The NoSQL systems were not required to follow an established relational schema. Large-scale web
organizations such as Google and Amazon used NoSQL databases to focus on narrow operational goals and
employ relational databases as adjuncts where high-grade data consistency is necessary.

Horizontal scaling means that you scale by adding more machines into your pool of resources whereas
Vertical scaling means that you scale by adding more power (CPU, RAM) to an existing machine.

An easy way remember this is to think of a machine on a server rack, we add more machines across the
horizontal direction and add more resources to a machine in the vertical direction.
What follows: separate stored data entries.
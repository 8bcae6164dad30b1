//! One-second countdown driver.
//!
//! A `Countdown` holds at most one interval. Starting an active countdown is a
//! no-op, so a single engine can never receive two tick streams. Dropping or
//! stopping it clears the pending interval.

use std::time::Duration;

use tokio::time::{interval_at, Instant, Interval, MissedTickBehavior};

pub const TICK_PERIOD: Duration = Duration::from_secs(1);

#[derive(Debug)]
pub struct Countdown {
    period: Duration,
    interval: Option<Interval>,
}

impl Default for Countdown {
    fn default() -> Self {
        Self::new()
    }
}

impl Countdown {
    pub fn new() -> Self {
        Self::with_period(TICK_PERIOD)
    }

    pub fn with_period(period: Duration) -> Self {
        Self {
            period,
            interval: None,
        }
    }

    pub fn is_active(&self) -> bool {
        self.interval.is_some()
    }

    /// Begin ticking. The first tick fires one period from now.
    /// Returns `false` if a countdown was already active.
    pub fn start(&mut self) -> bool {
        if self.interval.is_some() {
            return false;
        }
        let mut interval = interval_at(Instant::now() + self.period, self.period);
        interval.set_missed_tick_behavior(MissedTickBehavior::Delay);
        self.interval = Some(interval);
        true
    }

    pub fn stop(&mut self) {
        self.interval = None;
    }

    /// Wait for the next tick. Never resolves while stopped, which makes it
    /// safe to use as a `select!` branch.
    pub async fn next_tick(&mut self) {
        match self.interval.as_mut() {
            Some(interval) => {
                interval.tick().await;
            }
            None => std::future::pending::<()>().await,
        }
    }
}

#[cfg(test)]
mod tests {
    use super::*;

    #[tokio::test(start_paused = true)]
    async fn ticks_once_per_period() {
        let mut countdown = Countdown::new();
        assert!(countdown.start());
        let begin = Instant::now();
        countdown.next_tick().await;
        countdown.next_tick().await;
        assert_eq!(begin.elapsed(), Duration::from_secs(2));
    }

    #[tokio::test(start_paused = true)]
    async fn second_start_is_rejected() {
        let mut countdown = Countdown::new();
        assert!(countdown.start());
        assert!(!countdown.start());
        countdown.stop();
        assert!(!countdown.is_active());
        assert!(countdown.start());
    }

    #[tokio::test(start_paused = true)]
    async fn stopped_countdown_never_ticks() {
        let mut countdown = Countdown::new();
        let result =
            tokio::time::timeout(Duration::from_secs(10), countdown.next_tick()).await;
        assert!(result.is_err());
    }
}
//! Navigation targets and the authentication guard.

use std::fmt;
use std::str::FromStr;

use serde::{Deserialize, Serialize};

use crate::auth::User;
use crate::error::ValidationError;

#[derive(Debug, Clone, Copy, Default, PartialEq, Eq, Hash, Serialize, Deserialize)]
#[serde(rename_all = "snake_case")]
pub enum Route {
    Auth,
    #[default]
    Timer,
    Notes,
    Habits,
}

impl Route {
    pub const ALL: [Route; 4] = [Route::Auth, Route::Timer, Route::Notes, Route::Habits];

    pub fn path(&self) -> &'static str {
        match self {
            Route::Auth => "/auth",
            Route::Timer => "/",
            Route::Notes => "/notes",
            Route::Habits => "/habits",
        }
    }

    pub fn requires_auth(&self) -> bool {
        !matches!(self, Route::Auth)
    }
}

impl fmt::Display for Route {
    fn fmt(&self, f: &mut fmt::Formatter<'_>) -> fmt::Result {
        f.write_str(self.path())
    }
}

impl FromStr for Route {
    type Err = ValidationError;

    fn from_str(s: &str) -> Result<Self, Self::Err> {
        let path = s.trim();
        let path = if path.len() > 1 {
            path.trim_end_matches('/')
        } else {
            path
        };
        Route::ALL
            .into_iter()
            .find(|r| r.path() == path)
            .ok_or_else(|| ValidationError::InvalidValue {
                field: "route".into(),
                message: format!("unknown path '{s}'"),
            })
    }
}

/// What the guard knows about the session.
#[derive(Debug, Clone, Copy)]
pub struct AuthStatus<'a> {
    /// The initial session lookup has not finished yet.
    pub loading: bool,
    pub user: Option<&'a User>,
}

#[derive(Debug, Clone, Copy, PartialEq, Eq, Serialize, Deserialize)]
#[serde(tag = "outcome", rename_all = "snake_case")]
pub enum Navigation {
    /// Session still loading; show a spinner.
    Pending,
    Render { route: Route },
    /// Send to `to`, remembering where the user wanted to go.
    Redirect { to: Route, from: Route },
}

/// Decide what to show for `requested`.
pub fn guard(requested: Route, status: AuthStatus<'_>) -> Navigation {
    if !requested.requires_auth() {
        return Navigation::Render { route: requested };
    }
    if status.loading {
        return Navigation::Pending;
    }
    match status.user {
        Some(_) => Navigation::Render { route: requested },
        None => Navigation::Redirect {
            to: Route::Auth,
            from: requested,
        },
    }
}

/// Where to go after a successful sign-in.
pub fn post_login_target(from: Option<Route>) -> Route {
    match from {
        Some(route) if route.requires_auth() => route,
        _ => Route::default(),
    }
}

#[cfg(test)]
mod tests {
    use super::*;

    fn user() -> User {
        User {
            id: "u1".into(),
            email: "u1@example.com".into(),
        }
    }

    #[test]
    fn paths_roundtrip() {
        for route in Route::ALL {
            assert_eq!(route.path().parse::<Route>().unwrap(), route);
        }
        assert_eq!("/notes/".parse::<Route>().unwrap(), Route::Notes);
        assert!("/settings".parse::<Route>().is_err());
    }

    #[test]
    fn unauthenticated_access_redirects_with_origin() {
        let nav = guard(
            Route::Habits,
            AuthStatus {
                loading: false,
                user: None,
            },
        );
        assert_eq!(
            nav,
            Navigation::Redirect {
                to: Route::Auth,
                from: Route::Habits
            }
        );
    }

    #[test]
    fn loading_session_is_pending() {
        let nav = guard(
            Route::Timer,
            AuthStatus {
                loading: true,
                user: None,
            },
        );
        assert_eq!(nav, Navigation::Pending);
    }

    #[test]
    fn auth_page_is_always_open() {
        let nav = guard(
            Route::Auth,
            AuthStatus {
                loading: true,
                user: None,
            },
        );
        assert_eq!(nav, Navigation::Render { route: Route::Auth });
    }

    #[test]
    fn signed_in_user_sees_page() {
        let u = user();
        let nav = guard(
            Route::Notes,
            AuthStatus {
                loading: false,
                user: Some(&u),
            },
        );
        assert_eq!(nav, Navigation::Render { route: Route::Notes });
    }

    #[test]
    fn post_login_defaults_to_timer() {
        assert_eq!(post_login_target(None), Route::Timer);
        assert_eq!(post_login_target(Some(Route::Auth)), Route::Timer);
        assert_eq!(post_login_target(Some(Route::Notes)), Route::Notes);
    }
}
**Horizontal Scaling **- also referred to as "scale-out" is basically the addition of more machines or setting
up a cluster or a distributed environment for your software system. This usually requires a load-balancer
program which is a middle-ware component in the standard 3 tier client-server architectural model.

Vertical Scaling - also referred to as "scale-up" approach is an attempt to increase the capacity of a single
machine: By adding more processing power By adding more storage More memory etc.
2. Why does normalization fail in data analytics scenario?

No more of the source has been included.